Hill captures ‘90s skateboarding in its purest form with a well-crafted soundtrack and an original score by Trent Reznor and Atticus Ross. Through it all, the film represents a simpler time when skating subculture was a smaller community of outcasts, something that has certainly changed over the past 20 years.
“Everything in the world right now is pretty much do-it-yourself,” Smith mentions, “All of these other people who back in the day were looking for their approval, you’re [now] just getting the respect, which is based off of you doing you and then you gain the credibility by yourself.”
But that isn't a bad thing, Smith notes. "It's so free."

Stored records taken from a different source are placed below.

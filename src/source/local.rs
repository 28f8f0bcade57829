//! Local JSONL-backed source.

use async_trait::async_trait;
use tracing::{debug, info};

use super::{LeagueSource, SourceError};
use crate::models::{current_round, MatchResult, PredictionRecord, Round};
use crate::storage::{self, StorageConfig};

/// Reads and writes league data under the data directory.
pub struct LocalSource {
    storage: StorageConfig,
}

impl LocalSource {
    pub fn new(storage: StorageConfig) -> Self {
        Self { storage }
    }

    pub fn storage(&self) -> &StorageConfig {
        &self.storage
    }
}

#[async_trait]
impl LeagueSource for LocalSource {
    fn name(&self) -> &'static str {
        "local"
    }

    async fn fetch_predictions(&self) -> Result<Vec<PredictionRecord>, SourceError> {
        let records = storage::read_predictions(&self.storage)?;
        debug!("Loaded {} prediction records", records.len());
        Ok(records)
    }

    async fn fetch_round(&self, round: Round) -> Result<Vec<MatchResult>, SourceError> {
        Ok(storage::read_matches(&self.storage, round)?)
    }

    async fn current_round(&self) -> Result<Option<Round>, SourceError> {
        let mut matches = Vec::new();
        for round in storage::list_rounds(&self.storage)? {
            matches.extend(storage::read_matches(&self.storage, round)?);
        }
        Ok(current_round(&matches))
    }

    async fn submit(&self, record: &PredictionRecord) -> Result<(), SourceError> {
        let replaced = storage::upsert_prediction(&self.storage, record)?;
        info!(
            "{} predictions for {} in GW {}",
            if replaced { "Replaced" } else { "Stored" },
            record.user_key(),
            record.round
        );
        Ok(())
    }

    async fn record_result(&self, result: &MatchResult) -> Result<(), SourceError> {
        storage::upsert_match(&self.storage, result)?;
        info!(
            "Recorded GW {} fixture {}: {} {:?}-{:?} {}",
            result.round,
            result.fixture_id,
            result.home_team,
            result.home_goals,
            result.away_goals,
            result.away_team
        );
        Ok(())
    }
}
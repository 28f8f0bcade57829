use axum::extract::{Path, State};
use axum::Json;

use crate::api::state::AppState;
use crate::api::ApiError;
use crate::models::{Leaderboard, Round};
use crate::standings;

pub async fn round_leaderboard(
    State(state): State<AppState>,
    Path(round): Path<Round>,
) -> Result<Json<Leaderboard>, ApiError> {
    let board = standings::round_leaderboard(state.source.as_ref(), round, &state.scoring)
        .await
        .map_err(|e| {
            ApiError::Unavailable(format!("Could not load GW {} leaderboard: {}", round, e))
        })?;
    Ok(Json(board))
}

pub async fn overall_leaderboard(
    State(state): State<AppState>,
) -> Result<Json<Leaderboard>, ApiError> {
    let board = standings::overall_leaderboard(state.source.as_ref(), &state.scoring)
        .await
        .map_err(|e| {
            ApiError::Unavailable(format!("Could not load overall leaderboard: {}", e))
        })?;
    Ok(Json(board))
}

#[cfg(test)]
mod tests {
    use std::sync::Arc;

    use async_trait::async_trait;
    use axum::http::StatusCode;
    use tempfile::TempDir;

    use crate::api::state::AppState;
    use crate::api::test_support::*;
    use crate::calculate::ScoringPolicy;
    use crate::models::{FixtureId, MatchResult, Pick, PredictionRecord, Round};
    use crate::source::{LeagueSource, SourceError};

    async fn seed(source: &dyn LeagueSource) {
        for result in [
            MatchResult::new(FixtureId(1), 1, "A", "B").full_time(2, 1),
            MatchResult::new(FixtureId(2), 1, "C", "D").full_time(0, 0),
            MatchResult::new(FixtureId(3), 2, "E", "F").full_time(3, 3),
        ] {
            source.record_result(&result).await.unwrap();
        }
        for record in [
            PredictionRecord::new("Bob", "bob", 1)
                .with_picks(vec![Pick::new(1, 0), Pick::new(0, 0).captain()]),
            PredictionRecord::new("Alice", "alice", 1)
                .with_picks(vec![Pick::new(2, 1).captain(), Pick::new(1, 1)]),
            PredictionRecord::new("Bob", "bob", 2).with_picks(vec![Pick::new(1, 1)]),
        ] {
            source.submit(&record).await.unwrap();
        }
    }

    #[tokio::test]
    async fn test_round_leaderboard() {
        let temp_dir = TempDir::new().unwrap();
        let (state, source) = setup_test_state(temp_dir.path());
        seed(&*source).await;

        let (status, json) = get_json(app(state), "/api/rounds/1/leaderboard").await;

        assert_eq!(status, StatusCode::OK);
        assert_eq!(json["title"], "GW 1 Leaderboard");
        assert_eq!(json["scope"]["mode"], "round");
        let rows = json["rows"].as_array().unwrap();
        assert_eq!(rows.len(), 2);
        assert_eq!(rows[0]["name"], "Alice");
        assert_eq!(rows[0]["points"], 7);
        assert_eq!(rows[0]["position"], 1);
        assert_eq!(rows[1]["name"], "Bob");
        assert_eq!(rows[1]["points"], 7);
    }

    #[tokio::test]
    async fn test_overall_leaderboard() {
        let temp_dir = TempDir::new().unwrap();
        let (state, source) = setup_test_state(temp_dir.path());
        seed(&*source).await;

        let (status, json) = get_json(app(state), "/api/leaderboard").await;

        assert_eq!(status, StatusCode::OK);
        assert_eq!(json["title"], "Overall Leaderboard");
        let rows = json["rows"].as_array().unwrap();
        assert_eq!(rows[0]["name"], "Bob");
        assert_eq!(rows[0]["points"], 8);
        assert_eq!(rows[1]["name"], "Alice");
    }

    #[tokio::test]
    async fn test_empty_round_leaderboard() {
        let temp_dir = TempDir::new().unwrap();
        let (state, _) = setup_test_state(temp_dir.path());

        let (status, json) = get_json(app(state), "/api/rounds/5/leaderboard").await;

        assert_eq!(status, StatusCode::OK);
        assert!(json["rows"].as_array().unwrap().is_empty());
    }

    struct Offline;

    #[async_trait]
    impl LeagueSource for Offline {
        fn name(&self) -> &'static str {
            "offline"
        }

        async fn fetch_predictions(&self) -> Result<Vec<PredictionRecord>, SourceError> {
            Err(SourceError::HttpStatus {
                status: 503,
                message: "Service Unavailable".to_string(),
            })
        }

        async fn fetch_round(&self, _round: Round) -> Result<Vec<MatchResult>, SourceError> {
            Ok(Vec::new())
        }

        async fn current_round(&self) -> Result<Option<Round>, SourceError> {
            Ok(None)
        }

        async fn submit(&self, _record: &PredictionRecord) -> Result<(), SourceError> {
            Ok(())
        }

        async fn record_result(&self, _result: &MatchResult) -> Result<(), SourceError> {
            Ok(())
        }
    }

    #[tokio::test]
    async fn test_upstream_failure_reports_could_not_load() {
        let state = AppState {
            source: Arc::new(Offline),
            scoring: ScoringPolicy::default(),
            clock: fixed_now,
        };

        let (status, json) = get_json(app(state.clone()), "/api/leaderboard").await;
        assert_eq!(status, StatusCode::SERVICE_UNAVAILABLE);
        assert_eq!(json["error"]["code"], "UNAVAILABLE");
        assert!(json["error"]["message"]
            .as_str()
            .unwrap()
            .starts_with("Could not load"));

        let (status, _) = get_json(app(state), "/api/rounds/1/leaderboard").await;
        assert_eq!(status, StatusCode::SERVICE_UNAVAILABLE);
    }
}
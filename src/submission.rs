//! Validation of incoming prediction submissions.
//!
//! A submission is checked against the round's fixtures at the moment it
//! arrives. Picks for fixtures that have already locked are cleared rather
//! than rejected, so a late submitter keeps the picks that still count.

use std::collections::HashSet;

use chrono::{DateTime, Utc};
use serde::{Deserialize, Serialize};
use thiserror::Error;
use tracing::debug;

use crate::models::{MatchResult, Pick, PredictionRecord, Round};

/// Highest goal count accepted in a prediction.
pub const MAX_PREDICTED_GOALS: u32 = 99;

/// Submission validation errors.
#[derive(Debug, Error, PartialEq, Eq)]
pub enum SubmissionError {
    #[error("Name is required")]
    MissingName,

    #[error("Handle is required")]
    MissingHandle,

    #[error("GW {0} has no fixtures")]
    UnknownRound(Round),

    #[error("{picks} picks submitted for {fixtures} fixtures")]
    TooManyPicks { picks: usize, fixtures: usize },

    #[error("Pick {index} refers to a fixture outside this round")]
    UnknownFixture { index: usize },

    #[error("Pick {index} repeats a fixture already predicted")]
    DuplicateFixture { index: usize },

    #[error("Pick {index} predicts more than {max} goals", max = MAX_PREDICTED_GOALS)]
    ScoreOutOfRange { index: usize },

    #[error("Only one captain allowed, got {0}")]
    MultipleCaptains(usize),
}

/// A prediction submission as received from a user.
#[derive(Debug, Clone, Serialize, Deserialize)]
pub struct Submission {
    pub name: String,
    pub handle: String,
    pub round: Round,
    #[serde(default)]
    pub picks: Vec<Pick>,
}

impl Submission {
    /// Validate against the round's fixtures and build the record to store.
    ///
    /// Positional picks are given the id of the fixture at their position so
    /// the stored record no longer depends on fixture order.
    pub fn validate(
        self,
        fixtures: &[MatchResult],
        now: DateTime<Utc>,
    ) -> Result<PredictionRecord, SubmissionError> {
        let name = self.name.trim().to_string();
        let handle = self.handle.trim().to_string();
        if name.is_empty() {
            return Err(SubmissionError::MissingName);
        }
        if handle.is_empty() {
            return Err(SubmissionError::MissingHandle);
        }
        if fixtures.is_empty() {
            return Err(SubmissionError::UnknownRound(self.round));
        }
        if self.picks.len() > fixtures.len() {
            return Err(SubmissionError::TooManyPicks {
                picks: self.picks.len(),
                fixtures: fixtures.len(),
            });
        }

        let mut picks = Vec::with_capacity(self.picks.len());
        let mut seen = HashSet::new();
        for (index, mut pick) in self.picks.into_iter().enumerate() {
            let fixture = match pick.fixture_id {
                Some(id) => fixtures
                    .iter()
                    .find(|f| f.fixture_id == id)
                    .ok_or(SubmissionError::UnknownFixture { index })?,
                None => &fixtures[index],
            };
            if !seen.insert(fixture.fixture_id) {
                return Err(SubmissionError::DuplicateFixture { index });
            }
            pick.fixture_id = Some(fixture.fixture_id);

            let too_many = |goals: Option<u32>| goals.is_some_and(|g| g > MAX_PREDICTED_GOALS);
            if too_many(pick.home) || too_many(pick.away) {
                return Err(SubmissionError::ScoreOutOfRange { index });
            }

            if fixture.is_locked(now) {
                debug!("Clearing pick for locked fixture {}", fixture.fixture_id);
                pick.clear();
            }
            picks.push(pick);
        }

        let captains = picks.iter().filter(|p| p.is_captain).count();
        if captains > 1 {
            return Err(SubmissionError::MultipleCaptains(captains));
        }

        let mut record = PredictionRecord::new(name, handle, self.round).with_picks(picks);
        record.submitted_at = Some(now);
        Ok(record)
    }
}
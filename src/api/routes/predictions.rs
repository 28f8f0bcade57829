use axum::extract::State;
use axum::http::StatusCode;
use axum::Json;
use serde::Serialize;
use tracing::info;

use crate::api::state::AppState;
use crate::api::ApiError;
use crate::models::{Pick, Round};
use crate::submission::Submission;

#[derive(Debug, Serialize)]
pub struct SubmitResponse {
    pub round: Round,
    pub name: String,
    pub handle: String,
    /// Picks as stored, with locked fixtures cleared
    pub picks: Vec<Pick>,
}

pub async fn submit(
    State(state): State<AppState>,
    Json(submission): Json<Submission>,
) -> Result<(StatusCode, Json<SubmitResponse>), ApiError> {
    let round = submission.round;
    let fixtures = state.source.fetch_round(round).await.map_err(|e| {
        ApiError::Unavailable(format!("Could not load GW {} fixtures: {}", round, e))
    })?;

    let record = submission.validate(&fixtures, state.now())?;
    state
        .source
        .submit(&record)
        .await
        .map_err(|e| ApiError::Internal(e.to_string()))?;

    info!("Accepted GW {} predictions from {}", round, record.user_key());
    Ok((
        StatusCode::CREATED,
        Json(SubmitResponse {
            round,
            name: record.name,
            handle: record.handle,
            picks: record.picks,
        }),
    ))
}

#[cfg(test)]
mod tests {
    use axum::http::StatusCode;
    use chrono::Duration;
    use tempfile::TempDir;

    use crate::api::test_support::*;
    use crate::models::{FixtureId, MatchResult};
    use crate::source::{LeagueSource, LocalSource};

    async fn seed_round(source: &LocalSource) {
        source
            .record_result(
                &MatchResult::new(FixtureId(1), 1, "Arsenal", "Chelsea")
                    .with_kickoff(fixed_now() - Duration::minutes(5)),
            )
            .await
            .unwrap();
        source
            .record_result(
                &MatchResult::new(FixtureId(2), 1, "Leeds", "Spurs")
                    .with_kickoff(fixed_now() + Duration::hours(2)),
            )
            .await
            .unwrap();
    }

    #[tokio::test]
    async fn test_submit_stores_record() {
        let temp_dir = TempDir::new().unwrap();
        let (state, source) = setup_test_state(temp_dir.path());
        seed_round(&source).await;

        let body = r#"{
            "name": "Ann",
            "handle": "@annb",
            "round": 1,
            "picks": [
                {"home": 2, "away": 0, "is_captain": true},
                {"home": 1, "away": 1, "is_captain": true}
            ]
        }"#;
        let (status, json) = post_json(app(state), "/api/predictions", body).await;

        assert_eq!(status, StatusCode::CREATED);
        // First fixture already kicked off: its pick and captaincy are dropped.
        assert!(json["picks"][0]["home"].is_null());
        assert_eq!(json["picks"][0]["is_captain"], false);
        assert_eq!(json["picks"][1]["fixture_id"], 2);
        assert_eq!(json["picks"][1]["is_captain"], true);

        let stored = source.fetch_predictions().await.unwrap();
        assert_eq!(stored.len(), 1);
        assert_eq!(stored[0].handle, "@annb");
        assert!(stored[0].submitted_at.is_some());
    }

    #[tokio::test]
    async fn test_resubmission_replaces() {
        let temp_dir = TempDir::new().unwrap();
        let (state, source) = setup_test_state(temp_dir.path());
        seed_round(&source).await;

        for home in [1, 3] {
            let body = format!(
                r#"{{"name": "Ann", "handle": "annb", "round": 1, "picks": [{{}}, {{"home": {}, "away": 0}}]}}"#,
                home
            );
            let (status, _) = post_json(app(state.clone()), "/api/predictions", &body).await;
            assert_eq!(status, StatusCode::CREATED);
        }

        let stored = source.fetch_predictions().await.unwrap();
        assert_eq!(stored.len(), 1);
        assert_eq!(stored[0].picks[1].home, Some(3));
    }

    #[tokio::test]
    async fn test_two_captains_rejected() {
        let temp_dir = TempDir::new().unwrap();
        let (state, source) = setup_test_state(temp_dir.path());
        seed_round(&source).await;
        source
            .record_result(&MatchResult::new(FixtureId(3), 1, "Everton", "Fulham"))
            .await
            .unwrap();

        let body = r#"{"name": "Ann", "handle": "annb", "round": 1, "picks": [
            {}, {"home": 1, "away": 0, "is_captain": true}, {"home": 0, "away": 0, "is_captain": true}
        ]}"#;
        let (status, json) = post_json(app(state), "/api/predictions", body).await;

        assert_eq!(status, StatusCode::BAD_REQUEST);
        assert!(json["error"]["message"]
            .as_str()
            .unwrap()
            .contains("Only one captain"));
        assert!(source.fetch_predictions().await.unwrap().is_empty());
    }

    #[tokio::test]
    async fn test_submit_for_unknown_round_rejected() {
        let temp_dir = TempDir::new().unwrap();
        let (state, _) = setup_test_state(temp_dir.path());

        let body = r#"{"name": "Ann", "handle": "annb", "round": 12, "picks": []}"#;
        let (status, _) = post_json(app(state), "/api/predictions", body).await;

        assert_eq!(status, StatusCode::BAD_REQUEST);
    }
}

The film has a similar feel to 1995’s “Kids.” Hill even recommended the film to the cast in preparation for their roles. “Mid90s” manages the feel without the harshness to the '90s classic, as it balances out thanks to Stevie’s fairly innocent viewpoint.
During the film Fourth Grade is always seen with a camera in hand. He films the crew's escapades, somewhat dangerous at times, compiling a video of the group's skating tricks and adventures.
McLaughlin related to his character in a similar way. "With skating I was like, 'I don't want to do this, I'd rather be in front of a camera.'"
The film's strength isn't just its look of the nostalgia, but the way in which the nostalgia is relayed without political correctness. There were words used and ways of acting that people didn't think twice about then that most people would not consider acceptable now. This accuracy is what makes it so relatable to this time period as it doesn't try to hide anything.
Teenagers can likely relate to Stevie's attempts to gain the group's acceptance. Throughout the film, as he awkwardly vies for their attention, it becomes clear a strong friendship has formed between him and these skaters. The way they learn to relate to one another is what makes the story so pure outside of each characters' harsh truths.
“These are universal personalities that every single person on earth relates to," says Prenatt. "I think that's where we connect in a sense. Everybody’s inspirational to somebody and everybody's trying to look for who they are.”
"Mid90s" opened in select cities on Friday and will be released nationwide Oct. 25.